**ASSIGNMENT:** Below are some entries; can you quote all of them exactly?

# # #

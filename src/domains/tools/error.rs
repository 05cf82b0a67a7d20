//! Tool-specific error types.

use thiserror::Error;

/// Errors that can occur during tool operations.
///
/// Three kinds surface to callers: bad input, unknown tool, and wrapped
/// execution failures (network or markup trouble). None are retried.
#[derive(Debug, Error)]
pub enum ToolError {
    /// The requested tool was not found.
    #[error("Tool not found: {0}")]
    NotFound(String),

    /// Invalid arguments were provided to the tool.
    #[error("Invalid arguments: {0}")]
    InvalidArguments(String),

    /// The tool execution failed (network error, timeout, bad status,
    /// unserializable result).
    #[error("Execution failed: {0}")]
    ExecutionFailed(String),
}

impl ToolError {
    /// Create a new "not found" error.
    pub fn not_found(name: impl Into<String>) -> Self {
        Self::NotFound(name.into())
    }

    /// Create a new "invalid arguments" error.
    pub fn invalid_arguments(msg: impl Into<String>) -> Self {
        Self::InvalidArguments(msg.into())
    }

    /// Create a new "execution failed" error.
    pub fn execution_failed(msg: impl Into<String>) -> Self {
        Self::ExecutionFailed(msg.into())
    }
}
use std::time::{Duration, Instant};

use serde::Deserialize;

use crate::types::{ActionEvent, GestureLabel};

#[derive(Clone, Debug, Deserialize)]
#[serde(default)]
pub struct DebounceConfig {
    /// Minimum interval between two outbound action events. While the
    /// window is open no transition is evaluated at all, whatever the
    /// gesture stream does.
    pub cooldown_secs: f32,
}

impl Default for DebounceConfig {
    fn default() -> Self {
        Self { cooldown_secs: 1.0 }
    }
}

impl DebounceConfig {
    pub fn cooldown(&self) -> Duration {
        Duration::from_secs_f32(self.cooldown_secs)
    }
}

/// Two-state machine, on purpose not a symmetric grab/release toggle.
/// `Armed -> AwaitingGrab` is a local-only transition with no external
/// effect: the remote sink alone decides when a release is final, so an
/// opened hand merely re-arms the next grab.
#[derive(Clone, Copy, Debug, PartialEq, Eq)]
enum ArmState {
    AwaitingGrab,
    Armed,
}

pub struct ActionDebouncer {
    state: ArmState,
    last_emit: Option<Instant>,
    cooldown: Duration,
}

impl ActionDebouncer {
    pub fn new(cfg: &DebounceConfig) -> Self {
        Self {
            state: ArmState::AwaitingGrab,
            last_emit: None,
            cooldown: cfg.cooldown(),
        }
    }

    /// Feed one frame's net gesture. Returns the action to send out, if any.
    /// An Ambiguous label (which also stands for "no hand detected") never
    /// transitions and never touches the timer.
    pub fn observe(&mut self, gesture: GestureLabel, now: Instant) -> Option<ActionEvent> {
        let cooled_down = self
            .last_emit
            .is_none_or(|at| now.duration_since(at) > self.cooldown);
        if !cooled_down {
            return None;
        }

        match (gesture, self.state) {
            (GestureLabel::Closed, ArmState::AwaitingGrab) => {
                self.state = ArmState::Armed;
                self.last_emit = Some(now);
                Some(ActionEvent::Grab)
            }
            // Silent local re-arm; the emit timestamp stays where it was so
            // the cooldown keeps counting from the last real event.
            (GestureLabel::Open, ArmState::Armed) => {
                self.state = ArmState::AwaitingGrab;
                None
            }
            _ => None,
        }
    }
}
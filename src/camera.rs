use std::time::Instant;

use anyhow::{Result, anyhow};
use nokhwa::{
    Camera,
    pixel_format::RgbFormat,
    query,
    utils::{
        ApiBackend, CameraIndex, CameraInfo, FrameFormat, RequestedFormat, RequestedFormatType,
    },
};
use serde::Deserialize;

use crate::types::Frame;

// Prefer pixel formats that are widely supported; built-in cameras often
// reject YUYV even though Nokhwa reports it.
const PREFERRED_PIXEL_FORMATS: &[FrameFormat] = &[
    FrameFormat::RAWRGB,
    FrameFormat::RAWBGR,
    FrameFormat::GRAY,
    FrameFormat::YUYV,
    FrameFormat::NV12,
    FrameFormat::MJPEG,
];

fn requested_formats() -> [RequestedFormat<'static>; 4] {
    [
        RequestedFormat::with_formats(
            RequestedFormatType::AbsoluteHighestFrameRate,
            PREFERRED_PIXEL_FORMATS,
        ),
        RequestedFormat::with_formats(
            RequestedFormatType::AbsoluteHighestResolution,
            PREFERRED_PIXEL_FORMATS,
        ),
        RequestedFormat::new::<RgbFormat>(RequestedFormatType::AbsoluteHighestFrameRate),
        RequestedFormat::new::<RgbFormat>(RequestedFormatType::None),
    ]
}

#[derive(Clone, Debug, Deserialize)]
#[serde(default)]
pub struct CameraConfig {
    pub index: u32,
}

impl Default for CameraConfig {
    fn default() -> Self {
        Self { index: 0 }
    }
}

#[derive(Clone, Debug)]
pub struct CameraDevice {
    pub index: CameraIndex,
    pub label: String,
}

pub fn available_cameras() -> Result<Vec<CameraDevice>> {
    let cameras = query(ApiBackend::Auto)?;
    Ok(cameras
        .into_iter()
        .map(|info| CameraDevice {
            index: info.index().clone(),
            label: format_camera_label(&info),
        })
        .collect())
}

fn format_camera_label(info: &CameraInfo) -> String {
    info.human_name()
}

fn build_camera(index: CameraIndex) -> Result<Camera> {
    let mut last_err = None;

    for requested in requested_formats() {
        match Camera::new(index.clone(), requested) {
            Ok(mut camera) => match camera.open_stream() {
                Ok(()) => return Ok(camera),
                Err(err) => last_err = Some(err.into()),
            },
            Err(err) => last_err = Some(err.into()),
        }
    }

    Err(last_err.unwrap_or_else(|| anyhow!("failed to open camera with any supported format")))
}

/// Blocking frame source. The whole pipeline runs at this camera's natural
/// pace: `capture` blocks until the driver hands over the next frame, and
/// nothing upstream buffers on our side.
pub struct CameraFrameSource {
    camera: Camera,
}

impl CameraFrameSource {
    /// Opening the device is the one fatal setup step; a camera that cannot
    /// be opened ends the process rather than the frame.
    pub fn open(cfg: &CameraConfig) -> Result<Self> {
        let camera = build_camera(CameraIndex::Index(cfg.index))?;
        log::info!(
            "camera {} open at {}x{}",
            cfg.index,
            camera.resolution().width(),
            camera.resolution().height()
        );
        Ok(Self { camera })
    }

    pub fn capture(&mut self) -> Result<Frame> {
        let raw = self.camera.frame()?;
        let decoded = raw.decode_image::<RgbFormat>()?;

        let (width, height) = decoded.dimensions();
        let rgb = decoded.into_raw();
        if rgb.is_empty() {
            return Err(anyhow!("camera returned an empty frame"));
        }

        // Expand RGB to RGBA for the inference preprocessing.
        let mut rgba = Vec::with_capacity(rgb.len() / 3 * 4);
        for chunk in rgb.chunks_exact(3) {
            rgba.extend_from_slice(&[chunk[0], chunk[1], chunk[2], 255]);
        }

        Ok(Frame {
            rgba,
            width,
            height,
            timestamp: Instant::now(),
        })
    }
}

# # #

**YOUR RESPONSE:**
filename src/domains/tools/error.rs
repository 05cf82b0a67a7d20
//! Tool-specific error types.

use thiserror::Error;

/// Errors that can occur during tool operations.
///
/// Three kinds surface to callers: bad input, unknown tool, and wrapped
/// execution failures (network or markup trouble). None are retried.
#[derive(Debug, Error)]
pub enum ToolError {
    /// The requested tool was not found.
    #[error("Tool not found: {0}")]
    NotFound(String),

    /// Invalid arguments were provided to the tool.
    #[error("Invalid arguments: {0}")]
    InvalidArguments(String),

    /// The tool execution failed (network error, timeout, bad status,
    /// unserializable result).
    #[error("Execution failed: {0}")]
    ExecutionFailed(String),
}

impl ToolError {
    /// Create a new "not found" error.
    pub fn not_found(name: impl Into<String>) -> Self {
        Self::NotFound(name.into())
    }

    /// Create a new "invalid arguments" error.
    pub fn invalid_arguments(msg: impl Into<String>) -> Self {
        Self::InvalidArguments(msg.into())
    }

    /// Create a new "execution failed" error.
    pub fn execution_failed(msg: impl Into<String>) -> Self {
        Self::ExecutionFailed(msg.into())
    }
}
use std::time::{Duration, Instant};

use serde::Deserialize;

use crate::types::{ActionEvent, GestureLabel};

#[derive(Clone, Debug, Deserialize)]
#[serde(default)]
pub struct DebounceConfig {
    /// Minimum interval between two outbound action events. While the
    /// window is open no transition is evaluated at all, whatever the
    /// gesture stream does.
    pub cooldown_secs: f32,
}

impl Default for DebounceConfig {
    fn default() -> Self {
        Self { cooldown_secs: 1.0 }
    }
}

impl DebounceConfig {
    pub fn cooldown(&self) -> Duration {
        Duration::from_secs_f32(self.cooldown_secs)
    }
}

/// Two-state machine, on purpose not a symmetric grab/release toggle.
/// `Armed -> AwaitingGrab` is a local-only transition with no external
/// effect: the remote sink alone decides when a release is final, so an
/// opened hand merely re-arms the next grab.
#[derive(Clone, Copy, Debug, PartialEq, Eq)]
enum ArmState {
    AwaitingGrab,
    Armed,
}

pub struct ActionDebouncer {
    state: ArmState,
    last_emit: Option<Instant>,
    cooldown: Duration,
}

impl ActionDebouncer {
    pub fn new(cfg: &DebounceConfig) -> Self {
        Self {
            state: ArmState::AwaitingGrab,
            last_emit: None,
            cooldown: cfg.cooldown(),
        }
    }

    /// Feed one frame's net gesture. Returns the action to send out, if any.
    /// An Ambiguous label (which also stands for "no hand detected") never
    /// transitions and never touches the timer.
    pub fn observe(&mut self, gesture: GestureLabel, now: Instant) -> Option<ActionEvent> {
        let cooled_down = self
            .last_emit
            .is_none_or(|at| now.duration_since(at) > self.cooldown);
        if !cooled_down {
            return None;
        }

        match (gesture, self.state) {
            (GestureLabel::Closed, ArmState::AwaitingGrab) => {
                self.state = ArmState::Armed;
                self.last_emit = Some(now);
                Some(ActionEvent::Grab)
            }
            // Silent local re-arm; the emit timestamp stays where it was so
            // the cooldown keeps counting from the last real event.
            (GestureLabel::Open, ArmState::Armed) => {
                self.state = ArmState::AwaitingGrab;
                None
            }
            _ => None,
        }
    }
}
filename src/camera.rs
use std::time::Instant;

use anyhow::{Result, anyhow};
use nokhwa::{
    Camera,
    pixel_format::RgbFormat,
    query,
    utils::{
        ApiBackend, CameraIndex, CameraInfo, FrameFormat, RequestedFormat, RequestedFormatType,
    },
};
use serde::Deserialize;

use crate::types::Frame;

// Prefer pixel formats that are widely supported; built-in cameras often
// reject YUYV even though Nokhwa reports it.
const PREFERRED_PIXEL_FORMATS: &[FrameFormat] = &[
    FrameFormat::RAWRGB,
    FrameFormat::RAWBGR,
    FrameFormat::GRAY,
    FrameFormat::YUYV,
    FrameFormat::NV12,
    FrameFormat::MJPEG,
];

fn requested_formats() -> [RequestedFormat<'static>; 4] {
    [
        RequestedFormat::with_formats(
            RequestedFormatType::AbsoluteHighestFrameRate,
            PREFERRED_PIXEL_FORMATS,
        ),
        RequestedFormat::with_formats(
            RequestedFormatType::AbsoluteHighestResolution,
            PREFERRED_PIXEL_FORMATS,
        ),
        RequestedFormat::new::<RgbFormat>(RequestedFormatType::AbsoluteHighestFrameRate),
        RequestedFormat::new::<RgbFormat>(RequestedFormatType::None),
    ]
}

#[derive(Clone, Debug, Deserialize)]
#[serde(default)]
pub struct CameraConfig {
    pub index: u32,
}

impl Default for CameraConfig {
    fn default() -> Self {
        Self { index: 0 }
    }
}

#[derive(Clone, Debug)]
pub struct CameraDevice {
    pub index: CameraIndex,
    pub label: String,
}

pub fn available_cameras() -> Result<Vec<CameraDevice>> {
    let cameras = query(ApiBackend::Auto)?;
    Ok(cameras
        .into_iter()
        .map(|info| CameraDevice {
            index: info.index().clone(),
            label: format_camera_label(&info),
        })
        .collect())
}

fn format_camera_label(info: &CameraInfo) -> String {
    info.human_name()
}

fn build_camera(index: CameraIndex) -> Result<Camera> {
    let mut last_err = None;

    for requested in requested_formats() {
        match Camera::new(index.clone(), requested) {
            Ok(mut camera) => match camera.open_stream() {
                Ok(()) => return Ok(camera),
                Err(err) => last_err = Some(err.into()),
            },
            Err(err) => last_err = Some(err.into()),
        }
    }

    Err(last_err.unwrap_or_else(|| anyhow!("failed to open camera with any supported format")))
}

/// Blocking frame source. The whole pipeline runs at this camera's natural
/// pace: `capture` blocks until the driver hands over the next frame, and
/// nothing upstream buffers on our side.
pub struct CameraFrameSource {
    camera: Camera,
}

impl CameraFrameSource {
    /// Opening the device is the one fatal setup step; a camera that cannot
    /// be opened ends the process rather than the frame.
    pub fn open(cfg: &CameraConfig) -> Result<Self> {
        let camera = build_camera(CameraIndex::Index(cfg.index))?;
        log::info!(
            "camera {} open at {}x{}",
            cfg.index,
            camera.resolution().width(),
            camera.resolution().height()
        );
        Ok(Self { camera })
    }

    pub fn capture(&mut self) -> Result<Frame> {
        let raw = self.camera.frame()?;
        let decoded = raw.decode_image::<RgbFormat>()?;

        let (width, height) = decoded.dimensions();
        let rgb = decoded.into_raw();
        if rgb.is_empty() {
            return Err(anyhow!("camera returned an empty frame"));
        }

        // Expand RGB to RGBA for the inference preprocessing.
        let mut rgba = Vec::with_capacity(rgb.len() / 3 * 4);
        for chunk in rgb.chunks_exact(3) {
            rgba.extend_from_slice(&[chunk[0], chunk[1], chunk[2], 255]);
        }

        Ok(Frame {
            rgba,
            width,
            height,
            timestamp: Instant::now(),
        })
    }
}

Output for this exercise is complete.